Okay, that’s fine, but what I’ve had a hard time with is why Waya doesn’t listen when I tell her stuff. Like “NO” when she’s biting my ears. Everybody knows NO, it’s the first word we learn. I thought she was just being fresh and ignoring me. Then I realized that Mom and Auntie don’t use the word NO with her. They say NAY. What the Heck is that all about? Is NAY even a word?? 

“Actually, I think it’s one of those slang words you mentioned before, or maybe just one that nobody uses anymore. Doesn’t matter which, the reason we’re using different words with Waya than you is because she’s going to have a different job around here than you do, and we might want you to do different things at the same time.”-Editor/Mom

So, what difference does that make? A command is a command, isn’t it?

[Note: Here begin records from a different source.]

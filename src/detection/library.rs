use image::GrayImage;
use std::time::Duration;

use crate::config::{is_valid_duration, CaptureRegion, TemplateSpec};
use crate::error::ConfigError;

use super::matcher::PreparedTemplate;

/// One reference icon and the length of the effect it announces.
#[derive(Debug, Clone)]
pub struct TemplateEntry {
    pub key: String,
    pub display_name: String,
    pub duration_seconds: f64,
    pub image: GrayImage,
    prepared: PreparedTemplate,
}

impl TemplateEntry {
    pub fn new(
        key: impl Into<String>,
        display_name: impl Into<String>,
        duration_seconds: f64,
        image: GrayImage,
    ) -> Result<Self, ConfigError> {
        let key = key.into();
        if !is_valid_duration(duration_seconds) {
            return Err(ConfigError::InvalidDuration {
                key,
                duration: duration_seconds,
            });
        }
        let prepared = PreparedTemplate::new(&image)
            .ok_or_else(|| ConfigError::FlatTemplate { key: key.clone() })?;

        Ok(Self {
            key,
            display_name: display_name.into(),
            duration_seconds,
            image,
            prepared,
        })
    }

    /// The single canonical interval used for both the cooldown and the countdown.
    pub fn duration(&self) -> Duration {
        Duration::try_from_secs_f64(self.duration_seconds).unwrap_or(Duration::MAX)
    }

    pub fn width(&self) -> u32 {
        self.image.width()
    }

    pub fn height(&self) -> u32 {
        self.image.height()
    }

    pub(crate) fn prepared(&self) -> &PreparedTemplate {
        &self.prepared
    }
}

/// Immutable set of templates, in configuration order.
#[derive(Debug, Clone)]
pub struct TemplateLibrary {
    entries: Vec<TemplateEntry>,
}

impl TemplateLibrary {
    /// Loads every configured template as grayscale. A single missing or
    /// unreadable image fails the whole library.
    pub fn load(specs: &[TemplateSpec], region: CaptureRegion) -> Result<Self, ConfigError> {
        let mut entries = Vec::with_capacity(specs.len());
        for spec in specs {
            let image = image::open(&spec.image_path)
                .map_err(|source| ConfigError::TemplateImage {
                    key: spec.key.clone(),
                    path: spec.image_path.clone(),
                    source,
                })?
                .to_luma8();
            log::info!(
                "Loaded template {} ({}x{}) from {}",
                spec.key,
                image.width(),
                image.height(),
                spec.image_path.display()
            );
            entries.push(TemplateEntry::new(
                spec.key.clone(),
                spec.display_name.clone(),
                spec.duration_seconds,
                image,
            )?);
        }
        Self::from_entries(entries, region)
    }

    pub fn from_entries(
        entries: Vec<TemplateEntry>,
        region: CaptureRegion,
    ) -> Result<Self, ConfigError> {
        if entries.is_empty() {
            return Err(ConfigError::EmptyLibrary);
        }
        for entry in &entries {
            if entry.width() > region.width || entry.height() > region.height {
                return Err(ConfigError::TemplateTooLarge {
                    key: entry.key.clone(),
                    template_width: entry.width(),
                    template_height: entry.height(),
                    region_width: region.width,
                    region_height: region.height,
                });
            }
        }
        Ok(Self { entries })
    }

    pub fn iter(&self) -> impl Iterator<Item = &TemplateEntry> {
        self.entries.iter()
    }

    pub fn get(&self, key: &str) -> Option<&TemplateEntry> {
        self.entries.iter().find(|entry| entry.key == key)
    }

    pub fn len(&self) -> usize {
        self.entries.len()
    }

    pub fn is_empty(&self) -> bool {
        self.entries.is_empty()
    }
}

#[cfg(test)]
mod tests {
    use super::*;
    use image::Luma;
    use std::path::PathBuf;

    fn checker(width: u32, height: u32) -> GrayImage {
        GrayImage::from_fn(width, height, |x, y| {
            Luma([if (x / 2 + y / 2) % 2 == 0 { 230 } else { 20 }])
        })
    }

    fn region(width: u32, height: u32) -> CaptureRegion {
        CaptureRegion {
            top: 0,
            left: 0,
            width,
            height,
        }
    }

    #[test]
    fn loads_templates_from_disk_in_order() {
        let dir = tempfile::tempdir().unwrap();
        let luna = dir.path().join("luna.png");
        let mantis = dir.path().join("mantis.png");
        checker(8, 8).save(&luna).unwrap();
        checker(6, 4).save(&mantis).unwrap();

        let specs = vec![
            TemplateSpec {
                key: "luna.png".into(),
                display_name: "Luna Snow".into(),
                duration_seconds: 9.0,
                image_path: luna,
            },
            TemplateSpec {
                key: "mantis.png".into(),
                display_name: "Mantis".into(),
                duration_seconds: 7.0,
                image_path: mantis,
            },
        ];

        let library = TemplateLibrary::load(&specs, region(40, 20)).unwrap();
        let names: Vec<_> = library.iter().map(|e| e.display_name.as_str()).collect();
        assert_eq!(names, ["Luna Snow", "Mantis"]);
        assert_eq!(library.get("mantis.png").unwrap().width(), 6);
        assert_eq!(library.get("luna.png").unwrap().duration(), Duration::from_secs(9));
    }

    #[test]
    fn missing_image_refuses_to_load() {
        let specs = vec![TemplateSpec {
            key: "ghost.png".into(),
            display_name: "Ghost".into(),
            duration_seconds: 5.0,
            image_path: PathBuf::from("/nonexistent/ghost.png"),
        }];
        assert!(matches!(
            TemplateLibrary::load(&specs, region(40, 20)),
            Err(ConfigError::TemplateImage { key, .. }) if key == "ghost.png"
        ));
    }

    #[test]
    fn template_larger_than_region_is_rejected() {
        let entry = TemplateEntry::new("big", "Big", 3.0, checker(50, 10)).unwrap();
        assert!(matches!(
            TemplateLibrary::from_entries(vec![entry], region(40, 20)),
            Err(ConfigError::TemplateTooLarge { .. })
        ));
    }

    #[test]
    fn oversized_duration_is_rejected() {
        for duration in [1e20, f64::NAN, -1.0] {
            assert!(matches!(
                TemplateEntry::new("luna", "Luna Snow", duration, checker(4, 4)),
                Err(ConfigError::InvalidDuration { .. })
            ));
        }
    }

    #[test]
    fn flat_template_is_rejected() {
        let flat = GrayImage::from_pixel(4, 4, Luma([128]));
        assert!(matches!(
            TemplateEntry::new("flat", "Flat", 3.0, flat),
            Err(ConfigError::FlatTemplate { .. })
        ));
    }
}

“It is, but if the commands are the same for both of you, what happens if we want you to “Sit”, and Waya hears it and sits when we might be wanting her to do something else? That’s why Auntie chose to have her learn some different commands than yours.”-Editor/Mom

“She didn’t want to just use random English words, so she thought the French words they use to train dogs would be perfect. That’s why we say “Sit” for you, and “Assis” (ah-si) for her. “Down” for you, and “Coucher” (coo-shay) for her. We don’t want the two of you to be confused about who’s supposed to be doing what, although I think Auntie sometimes gets confused herself.”-Editor/Mom

French? What’s French?? 

“French is a whole different language. And if you ask Aleksa, she’ll tell you that there are 6,500 different languages. Think about it David, if there are 171,476 words in every language, that would be, ummmm, 1,114,594,000 words to choose from.”-Editor/Mom

What? My head hurts. And who’s Aleksa? Can I ask her stuff, too??

“Well, you can try, but we speak the same language, and she never understands me.”-Editor/Mom

SMACKDOWNS 101

“So David, how’s about a little update on how things are going between you and your new puppy?”-Editor/Mom

Puppy? You mean Waya? She’s not a puppy, she’s a piranha! Have you seen the fangs on her? She’s not afraid to use them, either. 

“So, apparently you’ve forgotten what you were like when you were four months old. We couldn’t even let you near Jazzy, because all you wanted to do was jump on her and bite her. She wanted nothing to do with you.”-Editor/Mom

I don’t remember that. And hey, I like it when we get to run and wrestle together. Nobody likes a good Smackdown more than me, but boy oh boy, do those teeth hurt when she chews on my head. I figured out the best way to stop her, though. I just grab one of her legs and hold on ’til she lets go. Then I start running so she can’t catch me.

It’s fun when we have toys or sticks to play with, except that she always wants the one I have. We’re learning to share, but it’s better when we each have our own to run with. 

“So, all in all, it sounds like things are going well. We’re glad that you two are getting along, and that we’re able to leave you alone outside together, even if it’s only for short periods at a time.”-Editor/Mom

Yeah, it’s fun taking turns knocking each other down. I just wish she’d learn what it means when I say “Uncle”, and let me go. And have you noticed that she’s getting bigger? Just look at the difference in the first four pictures from the beginning of the week, and these last ones from today. She’s almost as big as me. She’s getting faster, too. I’ve really gotta turn on the turbo to stay ahead of her now.

The most important question of all is: When are her puppy teeth going to fall out?